[Opening PROVIDED RECORDS section]

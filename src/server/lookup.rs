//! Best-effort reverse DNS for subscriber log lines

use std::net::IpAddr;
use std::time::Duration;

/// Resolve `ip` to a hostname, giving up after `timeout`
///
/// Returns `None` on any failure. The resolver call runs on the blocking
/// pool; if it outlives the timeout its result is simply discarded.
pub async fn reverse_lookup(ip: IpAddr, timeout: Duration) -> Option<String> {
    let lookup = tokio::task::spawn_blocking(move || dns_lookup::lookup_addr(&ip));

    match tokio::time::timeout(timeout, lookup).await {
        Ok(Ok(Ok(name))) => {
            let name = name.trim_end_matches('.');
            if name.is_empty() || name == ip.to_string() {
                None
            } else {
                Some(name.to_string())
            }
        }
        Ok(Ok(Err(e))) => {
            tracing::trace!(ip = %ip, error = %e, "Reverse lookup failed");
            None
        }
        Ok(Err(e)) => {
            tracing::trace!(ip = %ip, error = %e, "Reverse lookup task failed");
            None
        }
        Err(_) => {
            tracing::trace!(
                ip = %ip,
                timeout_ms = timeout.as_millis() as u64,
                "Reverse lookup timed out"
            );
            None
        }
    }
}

[Closing PROVIDED RECORDS section]
[Opening PROVIDED RECORDS section]

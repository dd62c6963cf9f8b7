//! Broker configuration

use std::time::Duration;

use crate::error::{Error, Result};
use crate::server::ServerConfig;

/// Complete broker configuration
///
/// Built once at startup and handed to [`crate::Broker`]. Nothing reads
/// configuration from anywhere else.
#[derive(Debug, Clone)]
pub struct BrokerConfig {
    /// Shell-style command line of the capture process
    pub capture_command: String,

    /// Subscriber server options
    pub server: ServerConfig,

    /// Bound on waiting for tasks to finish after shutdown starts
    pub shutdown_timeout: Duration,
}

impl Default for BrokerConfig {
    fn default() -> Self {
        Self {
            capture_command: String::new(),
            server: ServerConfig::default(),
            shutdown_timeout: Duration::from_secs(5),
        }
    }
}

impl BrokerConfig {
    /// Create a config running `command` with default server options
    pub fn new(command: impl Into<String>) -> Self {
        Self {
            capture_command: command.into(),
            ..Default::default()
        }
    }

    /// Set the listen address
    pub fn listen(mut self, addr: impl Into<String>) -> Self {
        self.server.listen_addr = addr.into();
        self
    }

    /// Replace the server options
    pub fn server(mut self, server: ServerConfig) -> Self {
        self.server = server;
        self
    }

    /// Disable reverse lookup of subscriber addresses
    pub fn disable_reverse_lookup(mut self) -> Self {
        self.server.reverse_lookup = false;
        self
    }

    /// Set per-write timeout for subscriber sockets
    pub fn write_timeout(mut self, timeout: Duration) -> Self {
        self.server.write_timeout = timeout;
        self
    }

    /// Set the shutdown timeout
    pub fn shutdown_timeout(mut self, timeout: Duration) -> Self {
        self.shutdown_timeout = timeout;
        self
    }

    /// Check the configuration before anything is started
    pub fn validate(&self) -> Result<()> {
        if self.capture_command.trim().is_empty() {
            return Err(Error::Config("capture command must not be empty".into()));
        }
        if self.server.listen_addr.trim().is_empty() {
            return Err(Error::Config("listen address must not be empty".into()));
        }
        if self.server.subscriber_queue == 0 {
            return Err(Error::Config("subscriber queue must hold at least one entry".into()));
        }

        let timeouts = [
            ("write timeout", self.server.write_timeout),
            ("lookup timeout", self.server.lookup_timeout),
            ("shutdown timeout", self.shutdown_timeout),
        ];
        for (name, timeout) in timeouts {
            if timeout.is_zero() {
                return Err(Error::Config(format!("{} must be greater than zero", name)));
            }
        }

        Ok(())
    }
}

[Closing PROVIDED RECORDS section]
[Opening PROVIDED RECORDS section]

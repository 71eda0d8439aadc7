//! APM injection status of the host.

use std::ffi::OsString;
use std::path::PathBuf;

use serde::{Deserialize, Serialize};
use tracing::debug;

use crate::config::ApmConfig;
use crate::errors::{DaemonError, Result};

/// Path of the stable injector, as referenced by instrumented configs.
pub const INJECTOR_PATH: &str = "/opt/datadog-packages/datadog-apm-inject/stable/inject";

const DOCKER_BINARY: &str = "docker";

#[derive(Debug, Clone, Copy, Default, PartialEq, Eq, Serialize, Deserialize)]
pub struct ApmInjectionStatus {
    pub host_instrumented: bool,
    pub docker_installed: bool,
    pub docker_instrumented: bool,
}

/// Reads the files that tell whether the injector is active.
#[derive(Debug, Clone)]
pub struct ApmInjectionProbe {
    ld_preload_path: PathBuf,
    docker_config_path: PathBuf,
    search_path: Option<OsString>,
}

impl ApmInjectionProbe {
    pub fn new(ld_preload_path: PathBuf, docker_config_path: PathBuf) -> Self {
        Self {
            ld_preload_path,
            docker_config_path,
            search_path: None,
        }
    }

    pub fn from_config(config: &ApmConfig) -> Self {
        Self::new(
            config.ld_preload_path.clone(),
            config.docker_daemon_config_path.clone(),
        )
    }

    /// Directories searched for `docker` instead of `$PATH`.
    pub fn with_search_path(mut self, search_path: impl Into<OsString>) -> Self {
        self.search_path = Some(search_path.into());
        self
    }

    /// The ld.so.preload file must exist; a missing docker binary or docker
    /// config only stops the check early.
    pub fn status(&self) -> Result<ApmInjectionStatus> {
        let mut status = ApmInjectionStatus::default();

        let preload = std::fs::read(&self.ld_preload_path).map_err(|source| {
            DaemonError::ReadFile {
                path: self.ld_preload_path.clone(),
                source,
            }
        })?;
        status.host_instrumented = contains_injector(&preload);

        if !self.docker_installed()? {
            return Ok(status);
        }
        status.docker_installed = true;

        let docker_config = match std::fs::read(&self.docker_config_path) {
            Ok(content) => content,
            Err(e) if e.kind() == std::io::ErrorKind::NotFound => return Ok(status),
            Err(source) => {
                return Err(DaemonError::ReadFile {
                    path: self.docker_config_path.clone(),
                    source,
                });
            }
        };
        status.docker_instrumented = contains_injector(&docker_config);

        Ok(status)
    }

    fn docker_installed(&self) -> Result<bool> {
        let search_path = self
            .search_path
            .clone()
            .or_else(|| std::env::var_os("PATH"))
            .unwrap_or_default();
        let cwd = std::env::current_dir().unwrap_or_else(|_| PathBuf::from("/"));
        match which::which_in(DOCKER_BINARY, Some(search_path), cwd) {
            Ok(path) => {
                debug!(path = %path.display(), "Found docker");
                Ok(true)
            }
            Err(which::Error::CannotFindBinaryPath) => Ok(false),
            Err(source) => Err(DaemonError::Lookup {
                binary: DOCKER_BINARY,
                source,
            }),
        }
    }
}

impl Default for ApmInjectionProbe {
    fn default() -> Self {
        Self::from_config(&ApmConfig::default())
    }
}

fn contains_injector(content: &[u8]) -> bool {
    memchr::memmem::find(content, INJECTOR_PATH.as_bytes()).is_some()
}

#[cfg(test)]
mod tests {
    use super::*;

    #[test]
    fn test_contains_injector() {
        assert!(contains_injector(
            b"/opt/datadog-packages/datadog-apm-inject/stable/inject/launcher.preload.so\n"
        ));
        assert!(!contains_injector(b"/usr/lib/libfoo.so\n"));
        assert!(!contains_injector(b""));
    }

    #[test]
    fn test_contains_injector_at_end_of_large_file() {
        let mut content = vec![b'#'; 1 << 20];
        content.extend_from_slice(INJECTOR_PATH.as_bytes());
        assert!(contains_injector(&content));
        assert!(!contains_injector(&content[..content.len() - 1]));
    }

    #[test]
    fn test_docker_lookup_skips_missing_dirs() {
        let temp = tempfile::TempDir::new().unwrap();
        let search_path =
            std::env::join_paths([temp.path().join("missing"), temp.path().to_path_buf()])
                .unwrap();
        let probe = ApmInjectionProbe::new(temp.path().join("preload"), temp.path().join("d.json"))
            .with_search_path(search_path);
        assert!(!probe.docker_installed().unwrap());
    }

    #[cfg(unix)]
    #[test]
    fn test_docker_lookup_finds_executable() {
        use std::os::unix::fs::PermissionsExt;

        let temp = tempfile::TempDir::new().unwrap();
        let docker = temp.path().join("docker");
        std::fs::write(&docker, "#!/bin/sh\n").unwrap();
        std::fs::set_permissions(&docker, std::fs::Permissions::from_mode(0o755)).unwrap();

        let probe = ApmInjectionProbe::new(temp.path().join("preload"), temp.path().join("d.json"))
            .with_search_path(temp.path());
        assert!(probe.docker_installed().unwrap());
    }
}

[Closing PROVIDED RECORDS section]

* PROBLEM STATEMENT: Your task for the entries above: copy exactly the span starting with the line with "repository 71eda0d8439aadc7" and going on through the line with "by instrumented configs.", both lines included, and nothing else.

* RESULT OF THE EXERCISE:
repository 71eda0d8439aadc7
//! APM injection status of the host.

use std::ffi::OsString;
use std::path::PathBuf;

use serde::{Deserialize, Serialize};
use tracing::debug;

use crate::config::ApmConfig;
use crate::errors::{DaemonError, Result};

/// Path of the stable injector, as referenced by instrumented configs.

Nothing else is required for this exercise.